* **Exercise prompt**: Up to and including the line containing "use super::linked_list::LinkedList;", set down each line of the entries below exactly, starting from the first, and leave out the rest.

(Records from a collection)
//! Queue — FIFO view over the singly-linked list.
//!
//! Variables:
//!   items : LinkedList<T>  — front at head, back at tail
//!   N     : usize          — current occupancy
//!
//! Equations:
//!   enqueue(x): items.push_back(x),  N' = N + 1   O(1)
//!   dequeue():  items.pop_front(),   N' = N - 1   O(1)
//!   empty iff N == 0

use super::linked_list::LinkedList;

#[derive(Debug, Default)]
pub struct Queue<T> {
    items: LinkedList<T>,
}

impl<T> Queue<T> {
    pub fn new() -> Self {
        Self { items: LinkedList::new() }
    }

    pub fn enqueue(&mut self, val: T) {
        self.items.push_back(val);
    }

    pub fn dequeue(&mut self) -> Option<T> {
        self.items.pop_front()
    }

    pub fn peek(&self) -> Option<&T> {
        self.items.peek_front()
    }

    pub fn is_empty(&self) -> bool {
        self.items.is_empty()
    }

    pub fn len(&self) -> usize {
        self.items.len()
    }
}

impl<T> Extend<T> for Queue<T> {
    fn extend<I: IntoIterator<Item = T>>(&mut self, iter: I) {
        self.items.extend(iter);
    }
}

* **Written solution**:
//! Queue — FIFO view over the singly-linked list.
//!
//! Variables:
//!   items : LinkedList<T>  — front at head, back at tail
//!   N     : usize          — current occupancy
//!
//! Equations:
//!   enqueue(x): items.push_back(x),  N' = N + 1   O(1)
//!   dequeue():  items.pop_front(),   N' = N - 1   O(1)
//!   empty iff N == 0

use super::linked_list::LinkedList;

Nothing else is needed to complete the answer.